Aggregating is the inverse of broadcasting. What complicates this is that many technologies are now used for both. Cell phones are the best example. They are a device originally designed for communication.
Their original purpose was for transmitting information between individuals and they have evolved into one that can broadcast that information via social media. It is ironic that they have now been recognized by the US Supreme Court for their ability to aggregate data regardless of whether or not the individual device transmits it:
“Cell phones differ in both a quantitative and a qualitative sense from other objects that might be carried on an arrestee’s person. Notably, modern cell phones have an immense storage capacity. Before cell phones, a search of a person was limited by physical realities and generally constituted only a narrow intrusion on privacy. But cell phones can store millions of pages of text, thousands of pictures, or hundreds of videos”. (RILEY v. CALIFORNIA, No. 13–132. Argued April 29, 2014—Decided June 25, 2014)
The Court goes on to make the understated observation that “This has several interrelated privacy consequences.”
Broadcasts have focused points of origin, a single source. Broadcasting works when information, the broadcast, is made available from that source and received by large numbers of people. By definition, aggregations have many sources but are focused in terminating at a single storage point.[1]
Broadcasting has a bias towards celebrity. Aggregating’s bias is towards anonymity. The bias of an information-processing medium like aggregating or broadcasting is generally recognized, exploited and enhanced by those that use it. It is not a coincidence that the individuals who described this best, Harold Innis and Marshall McLuhan, had experienced the use of radio as propaganda leading up to and during World War II and, at least in McLuhan’s case, studied the rise of broadcast television as it grew in popularity and influence from the 1950’s to the 1970’s.
Aggregating’s bias is towards anonymity. What the Supreme Court acknowledged with the decision quoted above and what the EU Court of Justice also recognized with their decision regarding the right to be forgotten is that when such powerful information processing names a single individual, then that individual’s privacy may be compromised.

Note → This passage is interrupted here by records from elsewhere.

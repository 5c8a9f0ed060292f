//! Pipeline chaining.
//!
//! After a step succeeds, the next step is dispatched with this step's
//! output as its input; the last step completes the media item.

use std::sync::Arc;

use tracing::{info, warn};

use mediaflow_db::MediaStore;
use mediaflow_models::ProcessingTask;
use mediaflow_queue::{DispatchOutcome, TaskDispatcher};

use crate::error::WorkerResult;

/// Where a step sits in the pipeline.
#[derive(Debug, Clone, PartialEq, Eq)]
pub enum NextStep<'a> {
    Step(&'a str),
    Last,
    /// Step is not part of the configured pipeline
    Unknown,
}

/// Ordered list of steps.
#[derive(Debug, Clone, PartialEq, Eq)]
pub struct Pipeline {
    steps: Vec<String>,
}

impl Pipeline {
    pub fn new(steps: Vec<String>) -> Self {
        Self { steps }
    }

    pub fn first(&self) -> Option<&str> {
        self.steps.first().map(String::as_str)
    }

    pub fn steps(&self) -> &[String] {
        &self.steps
    }

    pub fn next_after(&self, step: &str) -> NextStep<'_> {
        match self.steps.iter().position(|s| s == step) {
            None => NextStep::Unknown,
            Some(i) => match self.steps.get(i + 1) {
                Some(next) => NextStep::Step(next),
                None => NextStep::Last,
            },
        }
    }
}

/// Moves the pipeline forward once a task's output exists.
#[derive(Clone)]
pub struct PipelineAdvancer {
    pipeline: Pipeline,
    dispatcher: TaskDispatcher,
    media: Arc<dyn MediaStore>,
}

impl PipelineAdvancer {
    pub fn new(pipeline: Pipeline, dispatcher: TaskDispatcher, media: Arc<dyn MediaStore>) -> Self {
        Self {
            pipeline,
            dispatcher,
            media,
        }
    }

    pub fn pipeline(&self) -> &Pipeline {
        &self.pipeline
    }

    /// Dispatch the next step or complete the media. Safe to repeat.
    pub async fn advance(&self, task: &ProcessingTask) -> WorkerResult<()> {
        match self.pipeline.next_after(&task.step) {
            NextStep::Step(next) => {
                let outcome = self
                    .dispatcher
                    .dispatch(&task.media_id, next, &task.output_key)
                    .await?;
                if outcome == DispatchOutcome::Duplicate {
                    info!(media_id = %task.media_id, step = next, "Next step already scheduled");
                }
            }
            NextStep::Last => {
                self.media
                    .complete_media(&task.media_id, &task.output_key)
                    .await?;
                info!(media_id = %task.media_id, final_key = %task.output_key, "Media complete");
            }
            NextStep::Unknown => {
                warn!(
                    media_id = %task.media_id,
                    step = %task.step,
                    "Step is not in the configured pipeline, nothing to chain"
                );
            }
        }
        Ok(())
    }

    /// Mark the media failed after a terminal task failure. Best effort.
    pub async fn fail(&self, task: &ProcessingTask) {
        if let Err(e) = self.media.fail_media(&task.media_id).await {
            warn!(media_id = %task.media_id, error = %e, "Failed to mark media failed");
        }
    }
}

In other words, sometimes that anonymity is not assured. For example, when the aggregation is focused on an individual as in the case of a device (like a cell phone) or some specific algorithms (like a search result). Even when data are depersonalized, that anonymity cannot be taken for granted when the focus is on the individual. Dr. Latanya Sweeney demonstrated that almost 20 years ago when she singled out and identified a single individual’s health record in a statewide database of depersonalized records.
There are many privacy efforts aimed at addressing this. There are the court decisions above that focused on individual devices or data points. There are laws, policies and even data generalization and suppression solutions like those described in Dr. Sweeney’s k-anonymity approach. They are all generally seen as privacy protections.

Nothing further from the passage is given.